次に、クリッピングを防ぎながら、シャドウ部分の基準値を計算します。

E1= min(max(0,m+-Clip*1.4826*d),1);
  • E1は、ストレッチの基準値です。RGBチャンネル全体のメディアン値とクリッピングの制限を基に、シャドウ部分のクリッピングを防ぐためのしきい値を計算しています。
4. ピクセル値の正規化

シャドウ部分を再マッピングし、ストレッチの基準となる値との差を計算します。

E2= max(0,($T-E1)/~E1);
  • E2は、ピクセル値を正規化する計算です。ストレッチ前のピクセル値を基準E1に合わせて再調整します。
5. ストレッチのカーブ調整

次に、ストレッチのカーブを設定します。

E3= med($T)-E1;
E4= min(1,(1/Curve));
  • E3はメディアン値とE1との差を基に、全体のストレッチ量を決定します。
  • E4はカーブ調整用の値です。Curve値が1の場合はリニア、1より大きい場合はアークサイン型のカーブが適用されます。
6. MTF(モディファイドトーンファンクション)の計算

ストレッチ後のピクセル値を計算します。

E5= ((Stretch-1)*E3) / ((2*Stretch-1) * E3^E4-Stretch);
  • E5は、コントラスト調整用のMTF(モディファイドトーンファンクション)です。
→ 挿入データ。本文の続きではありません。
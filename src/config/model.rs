// src/config/model.rs

use std::time::Duration;

use serde::Deserialize;

use crate::types::ExecutionMode;

/// Placeholder replaced by the package name in `script_command`.
pub const PACKAGE_PLACEHOLDER: &str = "{package}";
/// Placeholder replaced by the script name in `script_command`.
pub const SCRIPT_PLACEHOLDER: &str = "{script}";

/// Configuration as read from a TOML file, before validation.
///
/// ```toml
/// [workspace]
/// info_command = ["yarn", "--silent", "workspaces", "info"]
/// script_command = ["yarn", "--silent", "workspace", "{package}", "run", "{script}"]
/// manifest = "package.json"
///
/// [run]
/// mode = "parallel"
/// stagger = "2s"
/// ```
///
/// All sections are optional and have reasonable defaults.
#[derive(Debug, Clone, Default, Deserialize)]
#[serde(deny_unknown_fields)]
pub struct RawConfigFile {
    #[serde(default)]
    pub workspace: WorkspaceSection,

    #[serde(default)]
    pub run: RunSection,
}

/// `[workspace]` section: how to talk to the package manager.
#[derive(Debug, Clone, Deserialize)]
#[serde(deny_unknown_fields)]
pub struct WorkspaceSection {
    /// Command printing the workspace info JSON on stdout.
    #[serde(default = "default_info_command")]
    pub info_command: Vec<String>,

    /// Command running one script of one package. `{package}` and
    /// `{script}` are substituted per invocation.
    #[serde(default = "default_script_command")]
    pub script_command: Vec<String>,

    /// Manifest file name, relative to each package location.
    #[serde(default = "default_manifest")]
    pub manifest: String,
}

fn default_info_command() -> Vec<String> {
    ["yarn", "--silent", "workspaces", "info"]
        .into_iter()
        .map(String::from)
        .collect()
}

fn default_script_command() -> Vec<String> {
    [
        "yarn",
        "--silent",
        "workspace",
        PACKAGE_PLACEHOLDER,
        "run",
        SCRIPT_PLACEHOLDER,
    ]
    .into_iter()
    .map(String::from)
    .collect()
}

fn default_manifest() -> String {
    "package.json".to_string()
}

impl Default for WorkspaceSection {
    fn default() -> Self {
        Self {
            info_command: default_info_command(),
            script_command: default_script_command(),
            manifest: default_manifest(),
        }
    }
}

/// `[run]` section: execution defaults, overridable from the CLI.
#[derive(Debug, Clone, Deserialize)]
#[serde(deny_unknown_fields)]
pub struct RunSection {
    #[serde(default)]
    pub mode: ExecutionMode,

    /// Delay between consecutive starts in parallel mode (e.g. `"2s"`).
    #[serde(default = "default_stagger")]
    pub stagger: String,

    /// Prefix each output line with the package name in parallel mode.
    #[serde(default = "default_prefix_output")]
    pub prefix_output: bool,
}

fn default_stagger() -> String {
    "0ms".to_string()
}

fn default_prefix_output() -> bool {
    true
}

impl Default for RunSection {
    fn default() -> Self {
        Self {
            mode: ExecutionMode::default(),
            stagger: default_stagger(),
            prefix_output: default_prefix_output(),
        }
    }
}

/// Validated configuration.
///
/// Only obtainable through `TryFrom<RawConfigFile>` (see `validate.rs`) so
/// the rest of the crate can rely on non-empty commands and a parsed stagger.
#[derive(Debug, Clone)]
pub struct ConfigFile {
    pub workspace: WorkspaceSection,
    pub mode: ExecutionMode,
    pub stagger: Duration,
    pub prefix_output: bool,
}

impl ConfigFile {
    pub(crate) fn new_unchecked(
        workspace: WorkspaceSection,
        mode: ExecutionMode,
        stagger: Duration,
        prefix_output: bool,
    ) -> Self {
        Self {
            workspace,
            mode,
            stagger,
            prefix_output,
        }
    }
}

impl Default for ConfigFile {
    fn default() -> Self {
        Self::new_unchecked(
            WorkspaceSection::default(),
            ExecutionMode::default(),
            Duration::ZERO,
            default_prefix_output(),
        )
    }
}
画像のコントラストを適切に調整するために使用されます。
7. 最終的なピクセル値の計算

最後に、ストレッチ後のピクセル値を計算します。

E6= ( (E5-1)*E2) / ( (2*E5-1) * E2^E4-E5);
  • E6は最終的なストレッチ後のピクセル値です。この値が最終的なストレッチ結果となります。

まとめ

「Linked Stretch Test with Curve Adjustment」は、RGBチャンネルを連動させたストレッチを行うスクリプトです。これにより、色バランスを崩すことなく、画像全体のストレッチを均等に行うことができます。また、Curveの値を調整することで、明るい部分が飛んでしまうのを防ぎ、シャドウ部分のクリッピングも防げます。

Linkedストレッチは、特に色バランスが重要な天体画像で効果的です。RGBチャンネル全体を一括して処理できるため、自然な見た目を保ちながらストレッチを行うことができます。ぜひ、StretchCurveの値を調整して、最適な結果を探ってみてください。

使用方法

↓のような感じです。簡単ですw

スクリプトファイル

上部に記載したスクリプトをPixelMathに書き込んで作成できます。しかし、面倒なので、
↓に完成ファイルをダウンロードできるようにしときます〜ボタンからダウンロードして下さい。

まとめ

今回紹介したBill Blanshan氏のストレッチスクリプトは、PixInsightのストレッチ処理における一定の基準を提供してくれる優れたツールです。従来、毎回異なる手法でストレッチを行っていたことに悩んでいましたが、このツールを使用することで、安定した処理が可能となり、天体画像の比較観察がより精度の高いものになりました。天体写真における仕上がりの美しさを追求するだけでなく、観測データとしての一貫性を求める方にとって、このスクリプトは非常に役立つツールだと言えます。

次回は、このスクリプトを使った後の画像処理の手順や、さらなる応用についてもご紹介する予定です。どうぞお楽しみに!